In line with this, one limitation of this retrospective study is that we did not have sufficient data on eloquent tumor location or neurological outcome of patient after surgery. Therefore, the safety of extensive resection needs further investigation before clinical recommendations and the translation of potential survival benefits, into real world clinical practice can be made. Another limitation of this study is its retrospective nature. This may have introduced some degree of selection bias. We attempted to limit selection bias by consecutive inclusion of all glioblastoma patients operated upon between 2012 and 2018 in our cohort, including patients with complex glioblastoma localization (crossing midline or deep within the basal ganglia) who underwent diagnostic biopsies. We also performed IDH mutational and MGMT promoter methylation analyses on all glioblastoma included in our cohort. A third limitation is that only one observer assessed both pre- and post-operative tumor volumes. In this context, a stringent assessment of residual volumes in the resection cavity by one observer may explain the relatively low maximal CE resection percentage of 17.8%. Although the interobserver agreement is high for pre-operative volumes, it is known to be relatively low for residual tumor volumes. The intra-observer agreement nevertheless, is known to be high for both pre-operative as residual tumor volumes (9, 12). We have also attempted to limit bias during volumetric assessment by blinding the assessor for patients' clinical outcome. In future research, our findings need to be validated in an external validation. Ideally, the safety of maximizing tumor resection beyond CE tumor margins should be assessed in well-designed well-powered trials with safety measures as primary endpoint.
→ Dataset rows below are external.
//! Messages API client used for research synthesis and bilingual content.

use std::fmt::Write as _;
use std::time::Duration;

use async_trait::async_trait;
use chrono::Utc;
use roster_core::{
    ArtistCandidate, BilingualContent, ResearchResult, SocialLinks, SocialPlatform,
};
use roster_storage::{RateLimitPolicy, RateLimiter};
use serde::de::DeserializeOwned;
use serde::Deserialize;
use serde_json::json;
use tracing::debug;

use crate::http::send_json;
use crate::{AdapterError, ContentGenerator, SearchHit, SynthesisProvider};

const PROVIDER: &str = "anthropic";

#[derive(Debug, Clone)]
pub struct AnthropicConfig {
    pub api_key: String,
    pub api_base: String,
    pub model: String,
    /// Free-form description of the site, prepended to prompts.
    pub site_context: String,
    pub rate_limit: RateLimitPolicy,
}

impl AnthropicConfig {
    pub fn new(api_key: impl Into<String>) -> Self {
        Self {
            api_key: api_key.into(),
            api_base: "https://api.anthropic.com".into(),
            model: "claude-sonnet-4-20250514".into(),
            site_context: "Independent electronic music label artist roster".into(),
            rate_limit: RateLimitPolicy {
                inter_call_delay: Duration::from_millis(500),
                ..RateLimitPolicy::default()
            },
        }
    }
}

#[derive(Debug, Deserialize)]
struct MessagesReply {
    #[serde(default)]
    content: Vec<ContentBlock>,
}

#[derive(Debug, Deserialize)]
struct ContentBlock {
    #[serde(default)]
    text: Option<String>,
}

#[derive(Debug, Default, Deserialize)]
#[serde(default)]
struct SynthesisPayload {
    nationality: Option<String>,
    origin: Option<String>,
    labels: Vec<String>,
    style: Option<String>,
    collaborations: Vec<String>,
    achievements: Vec<String>,
    festivals: Vec<String>,
    bio: Option<String>,
    social_links: std::collections::BTreeMap<String, String>,
}

fn non_empty(value: Option<String>) -> Option<String> {
    value
        .map(|v| v.trim().to_string())
        .filter(|v| !v.is_empty() && !v.eq_ignore_ascii_case("unknown"))
}

fn clean_list(values: Vec<String>) -> impl Iterator<Item = String> {
    values
        .into_iter()
        .map(|v| v.trim().to_string())
        .filter(|v| !v.is_empty())
}

impl SynthesisPayload {
    fn into_result(self, identity: &str) -> ResearchResult {
        let mut result = ResearchResult::new(identity);
        result.nationality = non_empty(self.nationality);
        result.origin = non_empty(self.origin);
        result.labels = clean_list(self.labels).collect();
        result.style = non_empty(self.style);
        result.collaborations = clean_list(self.collaborations).collect();
        result.achievements = clean_list(self.achievements).collect();
        result.festivals = clean_list(self.festivals).collect();
        result.bio = non_empty(self.bio);
        let mut links = SocialLinks::default();
        for platform in SocialPlatform::ALL {
            if let Some(url) = self.social_links.get(platform.as_str()) {
                links.set(platform, url.trim());
            }
        }
        result.social_links = links;
        result.updated_at = Utc::now();
        result
    }
}

/// The text between the first `{` and the last `}`. Replies often wrap the
/// JSON in prose or code fences.
pub fn extract_json_object(text: &str) -> Option<&str> {
    let start = text.find('{')?;
    let end = text.rfind('}')?;
    (end > start).then(|| &text[start..=end])
}

fn parse_reply<T: DeserializeOwned>(text: &str) -> Result<T, AdapterError> {
    let raw = extract_json_object(text)
        .ok_or_else(|| AdapterError::parse(PROVIDER, "no JSON object in reply"))?;
    serde_json::from_str(raw).map_err(|e| AdapterError::parse(PROVIDER, e.to_string()))
}

fn format_hits(hits: &[SearchHit]) -> String {
    let mut out = String::new();
    for (i, hit) in hits.iter().enumerate() {
        let _ = writeln!(out, "{}. {}\n   {}\n   Source: {}\n", i + 1, hit.title, hit.description, hit.url);
    }
    if out.is_empty() {
        out.push_str("No web results found.");
    }
    out
}

fn genre_line(candidate: &ArtistCandidate) -> String {
    if candidate.genres.is_empty() {
        "Unknown".into()
    } else {
        candidate.genres.join(", ")
    }
}

pub struct AnthropicClient {
    client: reqwest::Client,
    config: AnthropicConfig,
    limiter: RateLimiter<String>,
}

impl AnthropicClient {
    pub fn new(client: reqwest::Client, config: AnthropicConfig) -> Result<Self, AdapterError> {
        if config.api_key.trim().is_empty() {
            return Err(AdapterError::NotConfigured {
                provider: PROVIDER,
                detail: "ANTHROPIC_API_KEY is not set".into(),
            });
        }
        let limiter = RateLimiter::new(PROVIDER, config.rate_limit, vec![config.api_key.clone()]);
        Ok(Self {
            client,
            config,
            limiter,
        })
    }

    /// Sends one user message and returns the first text block.
    pub async fn complete(&self, prompt: &str, max_tokens: u32) -> Result<String, AdapterError> {
        let url = format!("{}/v1/messages", self.config.api_base);
        let body = json!({
            "model": self.config.model,
            "max_tokens": max_tokens,
            "messages": [{ "role": "user", "content": prompt }],
        });
        let reply: MessagesReply = self
            .limiter
            .call(|key| {
                send_json(
                    self.client
                        .post(&url)
                        .header("x-api-key", key)
                        .header("anthropic-version", "2023-06-01")
                        .json(&body),
                )
            })
            .await?;
        let text = reply
            .content
            .into_iter()
            .find_map(|block| block.text)
            .ok_or_else(|| AdapterError::parse(PROVIDER, "reply has no text block"))?;
        debug!(chars = text.len(), "completion received");
        Ok(text)
    }

    fn synthesis_prompt(&self, candidate: &ArtistCandidate, hits: &[SearchHit]) -> String {
        format!(
            r#"{context}

---

Based on these web search results about {name}, extract and structure key information:

{results}

Catalog info:
- Genres: {genres}
- Popularity: {popularity}/100

Extract the following information as JSON:
{{
  "nationality": "...",
  "origin": "city, country",
  "labels": ["label1", "label2"],
  "style": "brief description of musical style",
  "collaborations": ["artist1", "artist2"],
  "achievements": ["achievement1", "achievement2"],
  "festivals": ["festival1", "festival2"],
  "bio": "2-3 sentence biography",
  "social_links": {{
    "soundcloud": "full URL to SoundCloud profile or empty string",
    "instagram": "full URL to Instagram profile or empty string",
    "facebook": "full URL to Facebook page or empty string",
    "twitter": "full URL to Twitter/X profile or empty string"
  }}
}}

Use ONLY the search results above. Social links must appear verbatim in the results; otherwise use "". Never guess URLs."#,
            context = self.config.site_context,
            name = candidate.display_name,
            results = format_hits(hits),
            genres = genre_line(candidate),
            popularity = candidate.popularity,
        )
    }

    fn generation_prompt(&self, candidate: &ArtistCandidate, research_text: &str) -> String {
        format!(
            r#"{context}

---

Create bilingual artist descriptions (English and French).

Artist: {name}
Genres: {genres}
Popularity: {popularity}/100

Research findings:
{research}

Write 3-4 paragraphs per language separated by <br><br>, with <strong> only around genres and labels. The French text is a natural rewrite, not a literal translation.

Return exactly this JSON:
{{
  "en": {{"description": "...", "meta_description": "~150 chars", "role": "DJ & Producer"}},
  "fr": {{"description": "...", "meta_description": "~150 caractères", "role": "DJ & Producteur"}}
}}"#,
            context = self.config.site_context,
            name = candidate.display_name,
            genres = genre_line(candidate),
            popularity = candidate.popularity,
            research = research_text,
        )
    }
}

#[async_trait]
impl SynthesisProvider for AnthropicClient {
    async fn synthesize(
        &self,
        candidate: &ArtistCandidate,
        hits: &[SearchHit],
    ) -> Result<Option<ResearchResult>, AdapterError> {
        if hits.is_empty() {
            return Ok(None);
        }
        let text = self
            .complete(&self.synthesis_prompt(candidate, hits), 1500)
            .await?;
        let payload: SynthesisPayload = parse_reply(&text)?;
        let result = payload.into_result(&candidate.canonical_identity);
        Ok((!result.is_empty()).then_some(result))
    }
}

#[async_trait]
impl ContentGenerator for AnthropicClient {
    async fn generate(
        &self,
        candidate: &ArtistCandidate,
        research_text: &str,
    ) -> Result<BilingualContent, AdapterError> {
        let text = self
            .complete(&self.generation_prompt(candidate, research_text), 2000)
            .await?;
        let content: BilingualContent = parse_reply(&text)?;
        if content.en.description.trim().is_empty() || content.fr.description.trim().is_empty() {
            return Err(AdapterError::parse(PROVIDER, "generated content is missing a locale"));
        }
        Ok(content)
    }
}

#[cfg(test)]
mod tests {
    use super::*;

    #[test]
    fn json_is_extracted_from_surrounding_prose() {
        let text = "Here you go:\n```json\n{\"en\": {\"role\": \"DJ\"}}\n```\nThanks";
        assert_eq!(extract_json_object(text), Some("{\"en\": {\"role\": \"DJ\"}}"));
        assert_eq!(extract_json_object("no braces"), None);
        assert_eq!(extract_json_object("} backwards {"), None);
    }

    #[test]
    fn synthesis_payload_drops_blank_fields() {
        let payload: SynthesisPayload = serde_json::from_value(json!({
            "nationality": "Unknown",
            "origin": "Belfast, Northern Ireland",
            "labels": ["Ninja Tune", " "],
            "bio": "",
            "social_links": {"soundcloud": "https://soundcloud.com/bicep", "instagram": ""}
        }))
        .unwrap();
        let result = payload.into_result("bicep");
        assert_eq!(result.nationality, None);
        assert_eq!(result.origin.as_deref(), Some("Belfast, Northern Ireland"));
        assert_eq!(result.labels.len(), 1);
        assert_eq!(result.bio, None);
        assert_eq!(
            result.social_links.get(SocialPlatform::Soundcloud),
            "https://soundcloud.com/bicep"
        );
        assert_eq!(result.social_links.get(SocialPlatform::Instagram), "");
    }

    #[test]
    fn unparseable_reply_is_a_parse_error() {
        let err = parse_reply::<BilingualContent>("I could not find anything.").unwrap_err();
        assert_eq!(err.kind(), roster_core::ErrorKind::Parse);
    }
}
To conclude, this study shows an association between maximal CE tumor resection, ≥30% NCE tumor resection, minimal residual CE tumor volume, and longer overall survival in patients with newly diagnosed IDH wildtype glioblastoma. Extensive resection was more beneficial for patients with MGMT methylated glioblastoma. Intraoperative imaging and stimulation mapping may be used to pursue maximal tumor resection during glioblastoma surgery. In future research, the safety aspect of maximizing tumor resection needs to be addressed.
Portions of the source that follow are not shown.